I have a 2012 Cruze rs. Atlantis Blue Metallic color. I'm unsure if tint on my tail lights will look good or not, so before I go full force and paint them with VHT or pay someone to tint them I'm going to try plasti dip smoke with the glossifier. If I like the look of dark tail lights on my car then I can remove the plasti dip and get them done for real. I am going to try the smoke and gloss tomorrow.


----------



## trevor_geiger (Nov 29, 2012)

tmath11 said:


> I have a 2012 Cruze rs. Atlantis Blue Metallic color. I'm unsure if tint on my tail lights will look good or not, so before I go full force and paint them with VHT or pay someone to tint them I'm going to try plasti dip smoke with the glossifier. If I like the look of dark tail lights on my car then I can remove the plasti dip and get them done for real. I am going to try the smoke and gloss tomorrow.

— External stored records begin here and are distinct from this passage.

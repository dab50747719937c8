//! Itinerary changes
//!
//! A `Change` is the unit of replication: the authoritative log produces
//! exactly one per accepted mutation, and mirrors rebuild the itinerary by
//! applying them in version order with the same `ChangeOp::apply`.

use std::ops::Range;
use std::sync::Arc;
use std::time::Duration;

use serde::{Deserialize, Serialize};

use crate::error::Result;
use crate::trajectory::{validate_all, Itinerary, Time, Trajectory};
use crate::version::{ItineraryVersion, ScheduleVersion};

/// The mutation carried by a change
#[derive(Clone, Debug, PartialEq, Serialize, Deserialize)]
pub enum ChangeOp {
    /// Replace the whole itinerary
    Set { trajectories: Vec<Arc<Trajectory>> },

    /// Append trajectories to the end of the itinerary
    Extend { trajectories: Vec<Arc<Trajectory>> },

    /// Push back every segment finishing at or after `from`
    Delay { from: Time, duration: Duration },

    /// Remove the trajectories at the given indices
    Erase { range: Range<usize> },

    /// Remove the trajectories at the given indices and insert new ones in
    /// their place
    Replace {
        range: Range<usize>,
        trajectories: Vec<Arc<Trajectory>>,
    },

    /// Drop every trajectory that finishes before `before`
    Cull { before: Time },
}

impl ChangeOp {
    pub fn set(trajectories: Vec<Trajectory>) -> Self {
        ChangeOp::Set {
            trajectories: trajectories.into_iter().map(Arc::new).collect(),
        }
    }

    pub fn extend(trajectories: Vec<Trajectory>) -> Self {
        ChangeOp::Extend {
            trajectories: trajectories.into_iter().map(Arc::new).collect(),
        }
    }

    pub fn delay(from: Time, duration: Duration) -> Self {
        ChangeOp::Delay { from, duration }
    }

    pub fn erase(range: Range<usize>) -> Self {
        ChangeOp::Erase { range }
    }

    pub fn replace(range: Range<usize>, trajectories: Vec<Trajectory>) -> Self {
        ChangeOp::Replace {
            range,
            trajectories: trajectories.into_iter().map(Arc::new).collect(),
        }
    }

    pub fn cull(before: Time) -> Self {
        ChangeOp::Cull { before }
    }

    /// Human-readable name of the operation
    pub fn kind(&self) -> &'static str {
        match self {
            ChangeOp::Set { .. } => "set",
            ChangeOp::Extend { .. } => "extend",
            ChangeOp::Delay { .. } => "delay",
            ChangeOp::Erase { .. } => "erase",
            ChangeOp::Replace { .. } => "replace",
            ChangeOp::Cull { .. } => "cull",
        }
    }

    /// A change that does not depend on any earlier state
    pub fn is_baseline(&self) -> bool {
        matches!(self, ChangeOp::Set { .. })
    }

    /// Apply this operation to an itinerary.
    ///
    /// All validation happens before the first write, so on error the
    /// itinerary is unchanged.
    pub fn apply(&self, itinerary: &mut Itinerary) -> Result<()> {
        match self {
            ChangeOp::Set { trajectories } => {
                validate_all(trajectories)?;
                itinerary.clear();
                itinerary.extend(trajectories);
            }
            ChangeOp::Extend { trajectories } => {
                validate_all(trajectories)?;
                itinerary.extend(trajectories);
            }
            ChangeOp::Delay { from, duration } => {
                let mut delayed = Vec::new();
                for (index, trajectory) in itinerary.iter().enumerate() {
                    if let Some(updated) = trajectory.delayed(*from, *duration)? {
                        delayed.push((index, updated));
                    }
                }
                for (index, updated) in delayed {
                    itinerary.replace_at(index, updated);
                }
            }
            ChangeOp::Erase { range } => {
                itinerary.check_range(range)?;
                itinerary.splice(range.clone(), &[]);
            }
            ChangeOp::Replace {
                range,
                trajectories,
            } => {
                itinerary.check_range(range)?;
                validate_all(trajectories)?;
                itinerary.splice(range.clone(), trajectories);
            }
            ChangeOp::Cull { before } => {
                itinerary.retain(|t| matches!(t.finish_time(), Some(finish) if finish >= *before));
            }
        }
        Ok(())
    }
}

/// An immutable, versioned record of one accepted mutation
#[derive(Clone, Debug, PartialEq, Serialize, Deserialize)]
pub struct Change {
    /// Itinerary version produced by this change
    pub version: ItineraryVersion,

    /// Schedule version at which the change was accepted
    pub schedule_version: ScheduleVersion,

    pub op: ChangeOp,
}

impl Change {
    pub fn new(version: ItineraryVersion, schedule_version: ScheduleVersion, op: ChangeOp) -> Self {
        Self {
            version,
            schedule_version,
            op,
        }
    }
}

Do post pics and what not, can't wait to see man!


----------



## tmath11 (Feb 18, 2013)

Will do. Should be tomorrow night some time.


----------



## MINI 3NI (Sep 11, 2011)

View attachment 13832
View attachment 13833
....
K on the back is two types of tint. Outside dark inside black. Debating on what to stick with on the back for now. Front decided to go with dark plus I have 6000k hid's. Fogs went with light tint and also have 6000k hid's. Best part of all, if you don't like it just peel it off. (keep in mind this NOT window tint, its actual headlight tint that comes in three layers. First layer is protective film for application process, second layer is the actual tint, third layer is a protective film for the actual tint that you peel off after you smoothen it fully on so it leaves no scratches during the application process.) Hope this helps


----------



## tmath11 (Feb 18, 2013)

I like that. ^^ 

Can you post more info about it? ..I tried plasti dip smoke today with the glossifier and all I have to say to any of you who are thinking about trying it is DON'T! It looks nothing like VHT or tail light tint. I put it on, then took it right off. No pics..just take my word for it.


----------



## XtremeAaron (Jan 22, 2012)

Tmath that's unfortunate, sorry! 

Sent from AutoGuide.com Free App


----------



## trevor_geiger (Nov 29, 2012)

MINI 3NI said:


> View attachment 13832
> View attachment 13833
> ....
> K on the back is two types of tint. Outside dark inside black. Debating on what to stick with on the back for now. Front decided to go with dark plus I have 6000k hid's. Fogs went with light tint and also have 6000k hid's. Best part of all, if you don't like it just peel it off. (keep in mind this NOT window tint, its actual headlight tint that comes in three layers. First layer is protective film for application process, second layer is the actual tint, third layer is a protective film for the actual tint that you peel off after you smoothen it fully on so it leaves no scratches during the application process.) Hope this helps


Yes do please give us more information I love they way it looks by the way


----------



## IROCZILLA (Jun 29, 2012)

MINI 3NI said:


> View attachment 13832
> View attachment 13833
> ....
> K on the back is two types of tint. Outside dark inside black. Debating on what to stick with on the back for now. Front decided to go with dark plus I have 6000k hid's. Fogs went with light tint and also have 6000k hid's. Best part of all, if you don't like it just peel it off. (keep in mind this NOT window tint, its actual headlight tint that comes in three layers. First layer is protective film for application process, second layer is the actual tint, third layer is a protective film for the actual tint that you peel off after you smoothen it fully on so it leaves no scratches during the application process.) Hope this helps


Night pictures would be fantastic. Looks cool.


----------



## MINI 3NI (Sep 11, 2011)

Sure what else you need to know? if it does not pour tonight ill take some pics


----------



## tmath11 (Feb 18, 2013)

Brand name, where to buy, maybe a link or two. That'd be great!


----------



## trevor_geiger (Nov 29, 2012)

^^ agreed lol please do!


----------



## Mick (Dec 31, 2011)

Hope you guys have night vision going that dark.

Sent from AutoGuide.com Free App


----------



## tmath11 (Feb 18, 2013)

I'm sure they sell it in different shades.


----------



## trevor_geiger (Nov 29, 2012)

Black-Out Headlight or Tail Lights Smoked Tint Vinyl Film Sheet

I think this is the link for the headlight tint that he was showing us. It looks good and not too pricey.


----------